• **TASK ITEM**
Line by line, reproduce exactly the beginning of the listing below, ending with the line that contains "longer exists; a" and adding nothing.

*** MATERIAL PROVIDED ***

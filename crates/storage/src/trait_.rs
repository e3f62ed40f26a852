//! Store trait definition
//!
//! Abstract interface over the list and todo document collections.

use async_trait::async_trait;
use roster_core::{List, ListId, Todo, TodoFilter, TodoId, TodoSort, UserId};
use std::sync::{Arc, RwLock, RwLockReadGuard, RwLockWriteGuard};
use thiserror::Error;

/// Backend failure.
#[derive(Debug, Error)]
pub enum StoreError {
    #[error("io error: {0}")]
    Io(#[from] std::io::Error),

    #[error("serialization error: {0}")]
    Serialize(#[from] serde_json::Error),

    /// Raised by [`Store::insert_todo`] when the sort order is already
    /// taken inside the target list.
    #[error("sort order {order} already taken in list {list_id}")]
    DuplicateSortOrder { list_id: ListId, order: u32 },

    #[error("lock failed: {0}")]
    LockFailed(String),
}

/// Document store for lists and todos.
///
/// Writes are whole-document; the only constraint a backend enforces is
/// sort-order uniqueness at insert time. Cross-document consistency is the
/// caller's business.
#[async_trait]
pub trait Store: Send + Sync {
    // ============ List operations ============

    async fn insert_list(&self, list: &List) -> Result<(), StoreError>;
    async fn get_list(&self, id: ListId) -> Result<Option<List>, StoreError>;
    /// Writes the full document, replacing any previous version.
    async fn put_list(&self, list: &List) -> Result<(), StoreError>;
    /// Returns whether a document was actually removed.
    async fn delete_list(&self, id: ListId) -> Result<bool, StoreError>;
    async fn lists_for_user(&self, user_id: UserId) -> Result<Vec<List>, StoreError>;
    /// Case-insensitive name lookup among one user's lists.
    async fn find_list_by_name(
        &self,
        user_id: UserId,
        name: &str,
    ) -> Result<Option<List>, StoreError>;
    /// Writes both counters and refreshes `updated_at` in one update.
    /// Returns `false` without writing when the list no longer exists; a
    /// counter write must never resurrect a deleted list.
    async fn update_list_counters(
        &self,
        id: ListId,
        todo_count: u64,
        completed_todo_count: u64,
    ) -> Result<bool, StoreError>;

    // ============ Todo operations ============

    /// Inserts a fresh document, rejecting a sort order already present in
    /// the target list with [`StoreError::DuplicateSortOrder`].
    async fn insert_todo(&self, todo: &Todo) -> Result<(), StoreError>;
    async fn get_todo(&self, id: TodoId) -> Result<Option<Todo>, StoreError>;
    /// Writes the full document, replacing any previous version.
    async fn put_todo(&self, todo: &Todo) -> Result<(), StoreError>;
    /// Returns whether a document was actually removed.
    async fn delete_todo(&self, id: TodoId) -> Result<bool, StoreError>;
    async fn todos_for_list(&self, list_id: ListId) -> Result<Vec<Todo>, StoreError>;
    async fn todos_for_user(&self, user_id: UserId) -> Result<Vec<Todo>, StoreError>;
    /// Removes every todo in the list, returning how many went away.
    async fn delete_todos_for_list(&self, list_id: ListId) -> Result<u64, StoreError>;
    async fn count_todos(&self, filter: &TodoFilter) -> Result<u64, StoreError>;
    /// Filtered, sorted window of todos. `offset` and `limit` are applied
    /// after sorting with the comparator from [`TodoSort`].
    async fn query_todos(
        &self,
        filter: &TodoFilter,
        sort: &TodoSort,
        offset: u64,
        limit: u64,
    ) -> Result<Vec<Todo>, StoreError>;
}

/// Shared store reference
pub type SharedStore = Arc<dyn Store>;

pub(crate) fn read_guard<T>(lock: &RwLock<T>) -> Result<RwLockReadGuard<'_, T>, StoreError> {
    lock.read().map_err(|e| StoreError::LockFailed(e.to_string()))
}

pub(crate) fn write_guard<T>(lock: &RwLock<T>) -> Result<RwLockWriteGuard<'_, T>, StoreError> {
    lock.write().map_err(|e| StoreError::LockFailed(e.to_string()))
}
//! Service facade
//!
//! Single entry point for every mutation and query on lists and todos.
//! The service wires together ordering, counter maintenance, statistics
//! and query building on top of one shared store, and owns the
//! visibility rules:
//! - a missing document, or a private one owned by someone else, reads
//!   as not found
//! - a public list owned by someone else can be read but not written;
//!   writes fail as forbidden

use chrono::Utc;
use roster_core::{
    DEFAULT_COLOR, EngineConfig, List, ListId, ListPatch, NewList, NewTodo, Todo, TodoId,
    TodoPatch, UserId,
};
use roster_storage::{SharedStore, StoreError};
use serde::Serialize;
use std::sync::Arc;
use tracing::{debug, info};

use crate::counter::CounterMaintainer;
use crate::error::EngineError;
use crate::lock::ListLocks;
use crate::order::OrderRegistry;
use crate::query::{Pagination, QueryFilterBuilder, TodoPage, TodoQueryParams};
use crate::stats::{ListStats, StatisticsAggregator, UserStats};

/// Trimmed acknowledgement returned by todo reordering.
#[derive(Debug, Clone, PartialEq, Eq, Serialize)]
pub struct ReorderReceipt {
    pub id: TodoId,
    pub title: String,
    pub order: u32,
}

/// Ordering and aggregate engine for one store.
pub struct TodoOrderingService {
    store: SharedStore,
    locks: Arc<ListLocks>,
    orders: OrderRegistry,
    counters: CounterMaintainer,
    stats: StatisticsAggregator,
    queries: QueryFilterBuilder,
    insert_retries: u32,
}
//! Engine error taxonomy.
//!
//! Every fallible operation on the service facade returns one of these
//! kinds; callers branch on the kind, not on message text.

use roster_core::ValidationError;
use roster_storage::StoreError;
use thiserror::Error;

/// Failure surfaced by the ordering and aggregate engine.
#[derive(Debug, Error)]
pub enum EngineError {
    /// Target does not exist, or is invisible to the requesting user.
    #[error("{resource} not found")]
    NotFound { resource: &'static str },

    #[error("validation failed: {0}")]
    Validation(#[from] ValidationError),

    /// Requested sort order cannot be represented.
    #[error("sort order {0} is out of range")]
    OutOfRange(i64),

    /// State clash, such as a taken list name or running out of
    /// attempts while allocating a sort order.
    #[error("{0}")]
    Conflict(String),

    /// Target is visible to the user but owned by someone else.
    #[error("{0}")]
    Forbidden(String),

    #[error(transparent)]
    Store(#[from] StoreError),
}

impl EngineError {
    pub fn not_found(resource: &'static str) -> Self {
        EngineError::NotFound { resource }
    }

    /// Stable machine-readable code for the error kind.
    pub fn code(&self) -> &'static str {
        match self {
            EngineError::NotFound { .. } => "not_found",
            EngineError::Validation(_) => "validation",
            EngineError::OutOfRange(_) => "out_of_range",
            EngineError::Conflict(_) => "conflict",
            EngineError::Forbidden(_) => "forbidden",
            EngineError::Store(_) => "storage",
        }
    }
}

*** End of MATERIAL PROVIDED ***

• **OUTPUT OF THE TASK**
filename crates/storage/src/trait_.rs
repository e3f62ed40f26a852
//! Store trait definition
//!
//! Abstract interface over the list and todo document collections.

use async_trait::async_trait;
use roster_core::{List, ListId, Todo, TodoFilter, TodoId, TodoSort, UserId};
use std::sync::{Arc, RwLock, RwLockReadGuard, RwLockWriteGuard};
use thiserror::Error;

/// Backend failure.
#[derive(Debug, Error)]
pub enum StoreError {
    #[error("io error: {0}")]
    Io(#[from] std::io::Error),

    #[error("serialization error: {0}")]
    Serialize(#[from] serde_json::Error),

    /// Raised by [`Store::insert_todo`] when the sort order is already
    /// taken inside the target list.
    #[error("sort order {order} already taken in list {list_id}")]
    DuplicateSortOrder { list_id: ListId, order: u32 },

    #[error("lock failed: {0}")]
    LockFailed(String),
}

/// Document store for lists and todos.
///
/// Writes are whole-document; the only constraint a backend enforces is
/// sort-order uniqueness at insert time. Cross-document consistency is the
/// caller's business.
#[async_trait]
pub trait Store: Send + Sync {
    // ============ List operations ============

    async fn insert_list(&self, list: &List) -> Result<(), StoreError>;
    async fn get_list(&self, id: ListId) -> Result<Option<List>, StoreError>;
    /// Writes the full document, replacing any previous version.
    async fn put_list(&self, list: &List) -> Result<(), StoreError>;
    /// Returns whether a document was actually removed.
    async fn delete_list(&self, id: ListId) -> Result<bool, StoreError>;
    async fn lists_for_user(&self, user_id: UserId) -> Result<Vec<List>, StoreError>;
    /// Case-insensitive name lookup among one user's lists.
    async fn find_list_by_name(
        &self,
        user_id: UserId,
        name: &str,
    ) -> Result<Option<List>, StoreError>;
    /// Writes both counters and refreshes `updated_at` in one update.
    /// Returns `false` without writing when the list no longer exists; a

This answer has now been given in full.